2016 was a big year for Moxie Raia, having both embarked on a North American tour with Justin Bieber and signed to Def Jam Records. One year ago to this date, the soulful singer also dropped her debut mixtape, “931.” Following up to the highly acclaimed release, Raia now shares her brand new “996” mixtape, which was put together in tandem with esteemed DJ and producer MICK. On the mini-album, the duo remixes a selection of “931” tracks, infusing it with some of the most celebrated beats and sounds from 1996.
Moxie, this will be released on the one-year anniversary of 931. What was the inspiration behind remixing your debut mixtape?
Moxie: When I hooked up with MICK, I had heard about this remix project he did for Adele’s album 19. I thought it was really cool to do a whole project of remixes, so why don’t we do it for 931? When MICK heard it, he came up with ‘996’ which is inspired by probably our favorite year of music. I was super pumped that he felt the same way and wanted to remix the project with a bunch of songs from 1996.
Moxie, you were very young around ‘96. Did you learn about new music or were you like, “I remember that track?”
Moxie: I had already done so much research in my life about ‘90s hip-hop, and I already knew a lot about ‘96. One of the first emails MICK sent me was, “Can you send me some of your favorite songs, artists, moments from 1996.” I think that was my favorite email I’ve ever received. [Laughs.]
MICK: When I suggested the idea to her, she sent me a Spotify playlist that she did, and it had so many songs from the Roots’ Illadelph Halflife on it already, which was mentally my vibe going in. I was like, she gets it, I’m not going to have to sell her on this, this is totally her aesthetic anyways.
Moxie: That’s the music I listen to when I’m home in my free time my whole life.

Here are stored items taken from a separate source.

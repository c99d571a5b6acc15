use std::path::{Component, Path, PathBuf};

use glob::{MatchOptions, Pattern};

pub const SKILL_FILE: &str = "SKILL.md";

pub fn is_markdown(path: &Path) -> bool {
    path.extension().is_some_and(|e| e == "md")
}

pub fn is_skill_file(path: &Path) -> bool {
    path.file_name().is_some_and(|name| name == SKILL_FILE)
}

/// Returns every regular file under `base` matching the relative `pattern`,
/// sorted by path. A missing `base` yields an empty list.
pub fn glob_files(base: &Path, pattern: &str) -> Result<Vec<PathBuf>, glob::PatternError> {
    if !base.is_dir() {
        return Ok(Vec::new());
    }

    let full = format!(
        "{}/{}",
        Pattern::escape(&base.to_string_lossy()).trim_end_matches('/'),
        pattern
    );
    let options = MatchOptions {
        case_sensitive: true,
        require_literal_separator: true,
        require_literal_leading_dot: false,
    };

    let mut files: Vec<PathBuf> = glob::glob_with(&full, options)?
        .filter_map(|entry| match entry {
            Ok(path) => Some(path),
            Err(e) => {
                tracing::warn!("Skipping unreadable path during discovery: {}", e);
                None
            }
        })
        .filter(|path| path.is_file())
        .collect();
    files.sort();
    Ok(files)
}

/// Joins a manifest-relative path (`./agents/x.md`) onto the plugin root.
pub fn resolve_relative(root: &Path, declared: &str) -> PathBuf {
    let trimmed = declared.trim_start_matches("./");
    if trimmed.is_empty() || trimmed == "." {
        return root.to_path_buf();
    }
    root.join(trimmed)
}

/// Renders `path` relative to `root` in manifest notation (`./commands/x.md`).
pub fn display_relative(root: &Path, path: &Path) -> String {
    match path.strip_prefix(root) {
        Ok(rel) => {
            let parts: Vec<String> = rel
                .components()
                .map(|c| c.as_os_str().to_string_lossy().into_owned())
                .collect();
            format!("./{}", parts.join("/"))
        }
        Err(_) => path.display().to_string(),
    }
}

pub fn escapes_root(declared: &str) -> bool {
    Path::new(declared)
        .components()
        .any(|c| matches!(c, Component::ParentDir | Component::RootDir))
}
//! Plugin manifests and their components.
//!
//! A plugin is a directory with a `.claude-plugin/plugin.json` manifest
//! (or a `plugin.json` at its root) and any combination of:
//! - `commands/`: slash-command markdown files, discovered
//! - `skills/<name>/SKILL.md`: skills with YAML frontmatter, discovered
//! - agents: markdown files, only ever declared in the manifest
//! - hooks: a hooks file path or an inline object in the manifest
//!
//! Components are namespaced as `plugin-name:component-name`.
//!
//! # Directory Structure
//!
//! ```text
//! my-plugin/
//! ├── .claude-plugin/
//! │   ├── plugin.json
//! │   └── marketplace.json
//! ├── commands/
//! │   └── hello.md
//! ├── skills/
//! │   └── commit/
//! │       └── SKILL.md
//! ├── agents/
//! │   └── reviewer.md
//! └── hooks/
//!     └── hooks.json
//! ```

mod discovery;
mod error;
mod hooks;
mod loader;
mod manifest;
mod marketplace;
mod resolver;
mod validator;
mod violation;

pub use discovery::{
    Component, ComponentDiscoverer, ComponentKind, ComponentSet, Discovery, DiscoveryStrategy,
    HooksSource, ManifestField, NAMESPACE_SEP, SkillComponent, SkillFrontmatter, namespaced,
};
pub use error::PluginError;
pub use hooks::{
    DEFAULT_PLUGIN_ROOT_TOKEN, HookAction, HookRule, ResolvedHook, resolve_inline_hooks,
    resolve_plugin_root,
};
pub use loader::{LoadedMarketplace, LoadedPlugin, ManifestLoader};
pub use manifest::{
    CommandsSpec, HooksSpec, MAX_NAME_LEN, PluginAuthor, PluginDescriptor, PluginManifest,
    PluginMetadata, RawPluginManifest,
};
pub use marketplace::{
    MarketplaceManifest, MarketplaceOwner, MarketplacePluginEntry, PluginSource,
    RawMarketplaceManifest, SAME_REPOSITORY_SOURCE,
};
pub use resolver::{PathResolver, ResolveOptions, ResolvedPlugin};
pub use validator::{SchemaValidator, Validation, validate_name};
pub use violation::{Severity, Violation, ViolationKind};
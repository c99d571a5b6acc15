//! Pluggable configuration provider system.
//!
//! ```rust,no_run
//! use claude_plugin_lint::config::{ConfigBuilder, LintSettings};
//!
//! # async fn example() -> Result<(), Box<dyn std::error::Error>> {
//! let provider = ConfigBuilder::new()
//!     .env()
//!     .file("lint.json")
//!     .user_file()
//!     .build()
//!     .await?;
//! let settings = LintSettings::from_provider(&provider).await?;
//! # Ok(())
//! # }
//! ```

pub mod composite;
pub mod env;
pub mod file;
pub mod memory;
pub mod provider;
pub mod settings;

pub use composite::CompositeConfigProvider;
pub use env::EnvConfigProvider;
pub use file::FileConfigProvider;
pub use memory::MemoryConfigProvider;
pub use provider::{ConfigProvider, ConfigProviderExt};
pub use settings::{ENV_PREFIX, LintSettings, OutputFormat, USER_CONFIG_FILE};

use thiserror::Error;

/// Errors that can occur in configuration operations
#[derive(Error, Debug)]
pub enum ConfigError {
    #[error("Invalid value for {key}: {message}")]
    InvalidValue { key: String, message: String },

    #[error("Serialization error: {0}")]
    Serialization(#[from] serde_json::Error),

    #[error("IO error: {0}")]
    Io(#[from] std::io::Error),

    #[error("Environment error: {0}")]
    Env(#[from] std::env::VarError),

    #[error("{0}")]
    ValidationErrors(ValidationErrors),
}

#[derive(Debug)]
pub struct ValidationErrors(pub Vec<ConfigError>);

impl std::fmt::Display for ValidationErrors {
    fn fmt(&self, f: &mut std::fmt::Formatter<'_>) -> std::fmt::Result {
        write!(f, "Validation failed: ")?;
        let msgs: Vec<String> = self.0.iter().map(|e| e.to_string()).collect();
        write!(f, "{}", msgs.join("; "))
    }
}

pub type ConfigResult<T> = std::result::Result<T, ConfigError>;

/// Assembles providers; the first one added has the highest priority.
pub struct ConfigBuilder {
    providers: Vec<Box<dyn ConfigProvider>>,
}

impl ConfigBuilder {
    pub fn new() -> Self {
        Self {
            providers: Vec::new(),
        }
    }

    /// Environment variables with the `PLUGIN_LINT_` prefix
    pub fn env(self) -> Self {
        self.env_with_prefix(ENV_PREFIX)
    }

    pub fn env_with_prefix(mut self, prefix: &str) -> Self {
        self.providers
            .push(Box::new(EnvConfigProvider::prefixed(prefix)));
        self
    }

    pub fn file(mut self, path: impl AsRef<std::path::Path>) -> Self {
        self.providers
            .push(Box::new(FileConfigProvider::new(path.as_ref())));
        self
    }

    /// `~/.claude/plugin-lint.json`; skipped when no home directory is known.
    pub fn user_file(self) -> Self {
        match LintSettings::user_config_path() {
            Some(path) => self.file(path),
            None => {
                tracing::debug!("No home directory, skipping user config file");
                self
            }
        }
    }

    pub fn memory(mut self, provider: MemoryConfigProvider) -> Self {
        self.providers.push(Box::new(provider));
        self
    }

    pub async fn build(self) -> ConfigResult<CompositeConfigProvider> {
        let mut composite = CompositeConfigProvider::new();
        for provider in self.providers {
            composite.add_provider(provider);
        }
        tracing::debug!("Config providers: {:?}", composite.provider_names());
        Ok(composite)
    }
}

impl Default for ConfigBuilder {
    fn default() -> Self {
        Self::new()
    }
}

#[cfg(test)]
mod tests {
    use super::*;
    use tempfile::tempdir;

    #[test]
    fn test_config_error_display() {
        let err = ConfigError::InvalidValue {
            key: "format".to_string(),
            message: "unknown format 'xml'".to_string(),
        };
        assert_eq!(err.to_string(), "Invalid value for format: unknown format 'xml'");
    }

    #[tokio::test]
    async fn test_builder_precedence() {
        let dir = tempdir().unwrap();
        let path = dir.path().join("lint.json");
        std::fs::write(&path, r#"{"format": "json", "check_permissions": false}"#).unwrap();

        let provider = ConfigBuilder::new()
            .memory(MemoryConfigProvider::named("cli").value("format", "human"))
            .file(&path)
            .build()
            .await
            .unwrap();

        assert_eq!(provider.provider_names(), vec!["cli", "file"]);
        let settings = LintSettings::from_provider(&provider).await.unwrap();
        assert_eq!(settings.format, OutputFormat::Human);
        assert!(!settings.check_permissions);
    }
}
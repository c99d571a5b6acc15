//! YAML frontmatter splitting, parsing and `description` style detection.
//!
//! Frontmatter is the block between a leading `---` line and the next line
//! consisting only of `---`. The style check works on the raw text because
//! serde erases how a scalar was written.

use serde::de::DeserializeOwned;

const DELIMITER: &str = "---";

#[derive(Debug, thiserror::Error, PartialEq, Eq)]
pub enum FrontmatterError {
    #[error("document must start with YAML frontmatter (---)")]
    Missing,

    #[error("frontmatter is not terminated with ---")]
    Unterminated,

    #[error("failed to parse frontmatter: {0}")]
    Yaml(String),
}

pub struct ParsedDocument<F> {
    pub frontmatter: F,
    pub raw_frontmatter: String,
    pub body: String,
}

/// Splits a document into its raw frontmatter text and body.
pub fn split_frontmatter(content: &str) -> Result<(&str, &str), FrontmatterError> {
    let content = content.strip_prefix('\u{feff}').unwrap_or(content);
    let mut lines = content.split_inclusive('\n');

    let first = lines.next().ok_or(FrontmatterError::Missing)?;
    if first.trim_end() != DELIMITER {
        return Err(FrontmatterError::Missing);
    }

    let start = first.len();
    let mut offset = start;
    for line in lines {
        if line.trim_end() == DELIMITER {
            let raw = &content[start..offset];
            let body = &content[offset + line.len()..];
            return Ok((raw, body));
        }
        offset += line.len();
    }

    Err(FrontmatterError::Unterminated)
}

pub fn parse_frontmatter<F: DeserializeOwned>(
    content: &str,
) -> Result<ParsedDocument<F>, FrontmatterError> {
    let (raw, body) = split_frontmatter(content)?;

    let frontmatter: F =
        serde_yaml_bw::from_str(raw).map_err(|e| FrontmatterError::Yaml(e.to_string()))?;

    Ok(ParsedDocument {
        frontmatter,
        raw_frontmatter: raw.to_string(),
        body: body.trim().to_string(),
    })
}

/// How a top-level scalar key is written in the raw frontmatter.
#[derive(Debug, Clone, Copy, PartialEq, Eq)]
pub enum ScalarStyle {
    Absent,
    SingleLine,
    /// `|`, `|-`, `|+`, optionally with an indentation indicator.
    BlockLiteral,
    /// `>` and its variants.
    Folded,
    /// Plain or quoted value spread over several lines.
    MultiLineFlow,
}

impl ScalarStyle {
    /// Multi-line values must be block literals; anything on a single line is fine.
    pub fn is_accepted(self) -> bool {
        matches!(self, Self::SingleLine | Self::BlockLiteral)
    }
}

impl std::fmt::Display for ScalarStyle {
    fn fmt(&self, f: &mut std::fmt::Formatter<'_>) -> std::fmt::Result {
        match self {
            Self::Absent => write!(f, "no value"),
            Self::SingleLine => write!(f, "a single-line value"),
            Self::BlockLiteral => write!(f, "a block literal"),
            Self::Folded => write!(f, "a folded scalar (>)"),
            Self::MultiLineFlow => write!(f, "a plain or quoted scalar spanning lines"),
        }
    }
}

/// Determines how `key` is written at the top level of `raw` frontmatter.
///
/// Keys may be quoted or followed by spaces before the `:`, and values may
/// start with `&anchor` or `!tag` properties. Flow mappings and explicit
/// `? key` entries are not recognised and come back as [`ScalarStyle::Absent`].
pub fn scalar_style(raw: &str, key: &str) -> ScalarStyle {
    let mut lines = raw.lines();

    let value = loop {
        let Some(line) = lines.next() else {
            return ScalarStyle::Absent;
        };
        if let Some(rest) = entry_value(line, key) {
            break strip_properties(strip_comment(rest).trim());
        }
    };

    if value.starts_with('|') {
        return ScalarStyle::BlockLiteral;
    }
    if value.starts_with('>') {
        return ScalarStyle::Folded;
    }

    let continued = lines
        .take_while(|line| line.is_empty() || line.starts_with([' ', '\t']))
        .any(|line| !line.trim().is_empty() && !line.trim_start().starts_with('#'));

    match (value.is_empty(), continued) {
        (true, false) => ScalarStyle::Absent,
        (false, false) => ScalarStyle::SingleLine,
        (_, true) => ScalarStyle::MultiLineFlow,
    }
}

/// Text after the `:` when `line` is a top-level entry for `key`.
fn entry_value<'a>(line: &'a str, key: &str) -> Option<&'a str> {
    if let Some(quote) = line.chars().next().filter(|&c| matches!(c, '"' | '\'')) {
        let inner = &line[1..];
        let close = inner.find(quote)?;
        let rest = inner[close + 1..].trim_start().strip_prefix(':')?;
        return (&inner[..close] == key).then_some(rest);
    }

    // `description:foo` is a plain scalar, not a key
    let colon = line.match_indices(':').map(|(i, _)| i).find(|&i| {
        let after = &line[i + 1..];
        after.is_empty() || after.starts_with([' ', '\t'])
    })?;
    (line[..colon].trim_end() == key).then_some(&line[colon + 1..])
}

/// Drops leading `&anchor` and `!tag` node properties.
fn strip_properties(mut value: &str) -> &str {
    while value.starts_with(['&', '!']) {
        value = match value.find([' ', '\t']) {
            Some(idx) => value[idx..].trim_start(),
            None => "",
        };
    }
    value
}

fn strip_comment(value: &str) -> &str {
    let trimmed = value.trim_start();
    if trimmed.starts_with('"') || trimmed.starts_with('\'') {
        return value;
    }
    match value.find(" #") {
        Some(idx) => &value[..idx],
        None if trimmed.starts_with('#') => "",
        None => value,
    }
}
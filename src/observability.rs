//! Log output for the command-line binary.
//!
//! The library only emits `tracing` events; installing a subscriber is left
//! to the binary.

use tracing_subscriber::EnvFilter;
use tracing_subscriber::layer::SubscriberExt;
use tracing_subscriber::util::SubscriberInitExt;

#[derive(Debug, thiserror::Error)]
pub enum ObservabilityError {
    #[error("Failed to init subscriber: {0}")]
    Init(String),
}

/// Filter directive for a `-v` count: warn, then info, then debug.
pub fn default_directive(verbosity: u8) -> &'static str {
    match verbosity {
        0 => "warn",
        1 => "info",
        _ => "debug",
    }
}

/// Installs a stderr fmt layer. `RUST_LOG` wins over the verbosity flag.
pub fn init_tracing_subscriber(verbosity: u8) -> Result<(), ObservabilityError> {
    let env_filter = EnvFilter::try_from_default_env()
        .unwrap_or_else(|_| EnvFilter::new(default_directive(verbosity)));

    let fmt_layer = tracing_subscriber::fmt::layer()
        .with_writer(std::io::stderr)
        .with_target(false)
        .without_time();

    tracing_subscriber::registry()
        .with(env_filter)
        .with(fmt_layer)
        .try_init()
        .map_err(|e| ObservabilityError::Init(e.to_string()))
}
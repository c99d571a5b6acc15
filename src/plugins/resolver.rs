//! Path resolution and per-file checks over a discovered component set.

use std::path::Path;

use serde::Serialize;

use super::discovery::{Component, ComponentSet, HooksSource, SkillComponent};
use super::hooks::{DEFAULT_PLUGIN_ROOT_TOKEN, ResolvedHook, resolve_inline_hooks};
use super::marketplace::MarketplaceManifest;
use super::violation::{Violation, ViolationKind};
use crate::common::{ScalarStyle, display_relative, is_markdown, scalar_style};

#[derive(Debug, Clone, PartialEq, Eq)]
pub struct ResolveOptions {
    pub plugin_root_token: String,
    pub check_permissions: bool,
}

impl Default for ResolveOptions {
    fn default() -> Self {
        Self {
            plugin_root_token: DEFAULT_PLUGIN_ROOT_TOKEN.to_string(),
            check_permissions: true,
        }
    }
}

#[derive(Debug, Clone, PartialEq, Serialize)]
pub struct ResolvedPlugin {
    pub components: ComponentSet,
    #[serde(skip_serializing_if = "Vec::is_empty")]
    pub hook_commands: Vec<ResolvedHook>,
}

#[derive(Debug, Clone, Default)]
pub struct PathResolver {
    options: ResolveOptions,
}

impl PathResolver {
    pub fn new(options: ResolveOptions) -> Self {
        Self { options }
    }

    pub fn options(&self) -> &ResolveOptions {
        &self.options
    }

    /// Checks every file the set references and expands inline hook commands.
    /// Problems come back as warnings; the set itself is never pruned.
    pub fn resolve(&self, components: ComponentSet) -> (ResolvedPlugin, Vec<Violation>) {
        let root = components.root_dir.clone();
        let mut warnings = Vec::new();

        for component in components.files() {
            if !component.path.is_file() {
                warnings.push(dangling(component));
                continue;
            }
            if self.options.check_permissions && is_markdown(&component.path) {
                self.check_readable(&root, &component.path, &mut warnings);
            }
        }

        for skill in &components.skills {
            check_description_style(skill, &mut warnings);
        }

        let hook_commands = match &components.hooks {
            Some(HooksSource::Inline(inline)) => {
                resolve_inline_hooks(inline, &self.options.plugin_root_token, &root)
            }
            _ => Vec::new(),
        };

        tracing::debug!(
            "Resolved {} file(s) and {} hook command(s) with {} warning(s)",
            components.files().count(),
            hook_commands.len(),
            warnings.len()
        );

        (
            ResolvedPlugin {
                components,
                hook_commands,
            },
            warnings,
        )
    }

    /// Local marketplace sources must point at an existing directory.
    /// Remote sources are accepted as-is.
    pub fn resolve_marketplace(
        &self,
        marketplace: &MarketplaceManifest,
        marketplace_root: &Path,
    ) -> Vec<Violation> {
        marketplace
            .plugins
            .iter()
            .enumerate()
            .filter_map(|(i, entry)| {
                let path = entry.source.local_path(marketplace_root)?;
                if path.is_dir() {
                    return None;
                }
                Some(Violation::new(
                    ViolationKind::DanglingReference,
                    format!("marketplace.plugins[{i}].source"),
                    format!(
                        "source of plugin '{}' points to missing directory {}",
                        entry.name,
                        display_relative(marketplace_root, &path)
                    ),
                ))
            })
            .collect()
    }

    #[cfg(unix)]
    fn check_readable(&self, root: &Path, path: &Path, warnings: &mut Vec<Violation>) {
        use rustix::fs::{Mode, stat};

        match stat(path) {
            Ok(st) => {
                let mode = Mode::from_raw_mode(st.st_mode);
                if !mode.contains(Mode::ROTH) {
                    warnings.push(Violation::new(
                        ViolationKind::UnreadableFile,
                        display_relative(root, path),
                        format!(
                            "file mode {:o} is not world-readable",
                            mode.bits() & 0o777
                        ),
                    ));
                }
            }
            Err(e) => warnings.push(Violation::new(
                ViolationKind::UnreadableFile,
                display_relative(root, path),
                format!("cannot stat file: {e}"),
            )),
        }
    }

    #[cfg(not(unix))]
    fn check_readable(&self, root: &Path, path: &Path, warnings: &mut Vec<Violation>) {
        if let Err(e) = std::fs::File::open(path) {
            warnings.push(Violation::new(
                ViolationKind::UnreadableFile,
                display_relative(root, path),
                format!("cannot open file: {e}"),
            ));
        }
    }
}

fn dangling(component: &Component) -> Violation {
    Violation::new(
        ViolationKind::DanglingReference,
        component.declared_path.clone(),
        format!("{} file '{}' does not exist", component.kind, component.declared_path),
    )
}

fn check_description_style(skill: &SkillComponent, warnings: &mut Vec<Violation>) {
    let style = scalar_style(&skill.raw_frontmatter, "description");
    // the description already deserialized, so the raw scan just could not see it
    if style == ScalarStyle::Absent {
        tracing::debug!(
            "Description style of {} not checked",
            skill.component.declared_path
        );
        return;
    }
    if !style.is_accepted() {
        warnings.push(Violation::new(
            ViolationKind::InvalidDescriptionStyle,
            skill.component.declared_path.clone(),
            format!("multi-line description must use a block literal (|), found {style}"),
        ));
    }
}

MICK: Another reason we chose 1996 is because, to me, it’s the year even underground hip-hop and classic artists started sounding more modern. For example, De La Soul Stakes Is High is 20 years old but it still sounds way more new than say De La Soul Is Dead, which feels so retro. Same with that Roots album. It’s still rooted (lol) in a more modern aesthetic. Versus Do You Want More?!!!??! or Organix, which sound super old school.
I mentioned how both of us love the Roots’ Illadelph Halflife. The one song we used for that, “Healer,” it was the only song we actually used two songs. We used “Clones” and at the end we used “What They Do.” You hear them so differently than listening to a Roots album.
A lot of times when DJs do blends, they just kind of play shit that they want to put something over. There’s no real reason. That’s the one thing about mashup culture that I’ve hated. I always thought there had to be some rhyme or reason or thought process on why anybody should do anything musically because that’s what gives it a legitimate timeless feel.